Project description:Outbreaks of cyclosporiasis, a food-borne illness caused by the coccidian parasite Cyclospora cayetanensis have increased in the USA in recent years, with approximately 2300 laboratory-confirmed cases reported in 2018. Genotyping tools are needed to inform epidemiological investigations, yet genotyping Cyclospora has proven challenging due to its sexual reproductive cycle which produces complex infections characterized by high genetic heterogeneity.

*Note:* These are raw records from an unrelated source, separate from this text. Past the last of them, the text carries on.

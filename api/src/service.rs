//! Employee and compensation operations.

use entity::{compensation, employee};
use platform_api::{ApiError, ApiResult};
use platform_db::{self, DbPool};
use sea_orm::{
    ActiveModelTrait, ActiveValue::Set, ConnectionTrait, DbErr, EntityTrait, TransactionTrait,
};
use uuid::Uuid;

use crate::domain::{Compensation, Employee, ReportingStructure};
use crate::reporting;

pub(crate) fn db_error(err: DbErr) -> ApiError {
    ApiError::internal(err.into())
}

/// Persist a new employee under a freshly assigned id. Any direct reports
/// listed on the input are attached by id, in list order.
pub async fn create_employee(db: &DbPool, input: Employee) -> ApiResult<Employee> {
    let id = Uuid::new_v4();
    let txn = db.begin().await.map_err(db_error)?;
    employee::ActiveModel {
        id: Set(id),
        first_name: Set(input.first_name.clone()),
        last_name: Set(input.last_name.clone()),
        position: Set(input.position.clone()),
        department: Set(input.department.clone()),
        manager_id: Set(None),
        report_order: Set(None),
    }
    .insert(&txn)
    .await
    .map_err(db_error)?;
    attach_reports(&txn, id, input.direct_reports.as_deref().unwrap_or(&[])).await?;
    txn.commit().await.map_err(db_error)?;
    Ok(Employee {
        employee_id: Some(id),
        ..input
    })
}

/// One level of hydration: the employee plus its immediate direct reports.
/// Full recursion is the reporting path's job.
pub async fn get_employee_by_id(db: &DbPool, id: Uuid) -> ApiResult<Option<Employee>> {
    let Some((root, reports)) = platform_db::find_employee_with_reports(db, id)
        .await
        .map_err(db_error)?
    else {
        return Ok(None);
    };
    let mut employee = Employee::from_model(root);
    if !reports.is_empty() {
        employee.direct_reports = Some(reports.into_iter().map(Employee::from_model).collect());
    }
    Ok(Some(employee))
}

/// Wholesale replace: the original row goes away and the replacement is
/// inserted under the original id, all within one transaction. The
/// replacement's own id, if set, is discarded.
pub async fn replace_employee(
    db: &DbPool,
    original: employee::Model,
    replacement: Employee,
) -> ApiResult<Employee> {
    let id = original.id;
    let txn = db.begin().await.map_err(db_error)?;
    platform_db::detach_reports(&txn, id).await.map_err(db_error)?;
    employee::Entity::delete_by_id(id)
        .exec(&txn)
        .await
        .map_err(db_error)?;
    employee::ActiveModel {
        id: Set(id),
        first_name: Set(replacement.first_name.clone()),
        last_name: Set(replacement.last_name.clone()),
        position: Set(replacement.position.clone()),
        department: Set(replacement.department.clone()),
        manager_id: Set(None),
        report_order: Set(None),
    }
    .insert(&txn)
    .await
    .map_err(db_error)?;
    attach_reports(&txn, id, replacement.direct_reports.as_deref().unwrap_or(&[])).await?;
    txn.commit().await.map_err(db_error)?;
    Ok(Employee {
        employee_id: Some(id),
        ..replacement
    })
}

/// Full hydration plus the transitive count.
pub async fn get_reporting_structure(
    db: &DbPool,
    id: Uuid,
) -> ApiResult<Option<ReportingStructure>> {
    let Some(employee) = reporting::load_tree(db, id).await.map_err(db_error)? else {
        return Ok(None);
    };
    let number_of_reports = reporting::count_reports(&employee);
    Ok(Some(ReportingStructure {
        employee,
        number_of_reports,
    }))
}

/// Employee existence is checked by the caller before this runs.
pub async fn create_compensation(db: &DbPool, input: Compensation) -> ApiResult<Compensation> {
    compensation::ActiveModel {
        employee_id: Set(input.employee),
        salary: Set(input.salary),
        effective_date: Set(input.effective_date),
    }
    .insert(db)
    .await
    .map_err(db_error)?;
    Ok(input)
}

pub async fn get_compensation_by_employee_id(
    db: &DbPool,
    id: Uuid,
) -> ApiResult<Option<Compensation>> {
    let found = platform_db::find_compensation(db, id).await.map_err(db_error)?;
    Ok(found.map(Compensation::from_model))
}

async fn attach_reports<C: ConnectionTrait>(
    db: &C,
    manager: Uuid,
    reports: &[Employee],
) -> ApiResult<()> {
    for (rank, report) in reports.iter().enumerate() {
        let report_id = report.employee_id.ok_or_else(|| {
            ApiError::InvalidInput("direct report entries must carry an employeeId".into())
        })?;
        let touched = platform_db::assign_manager(db, report_id, manager, rank as i32)
            .await
            .map_err(db_error)?;
        if touched == 0 {
            return Err(ApiError::NotFound);
        }
    }
    Ok(())
}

We used targeted amplicon deep sequencing and a recently described ensemble-based distance statistic that accommodates heterogeneous (mixed) genotypes and specimens with partial genotyping data, to genotype and cluster 648 C. cayetanensis samples submitted to CDC in 2018. The performance of the ensemble was assessed by comparing ensemble-identified genetic clusters to analogous clusters identified independently based on common food exposures. Using these epidemiologic clusters as a gold standard, the ensemble facilitated genetic clustering with 93.8% sensitivity and 99.7% specificity. Hence, we anticipate that this procedure will greatly complement epidemiologic investigations of cyclosporiasis.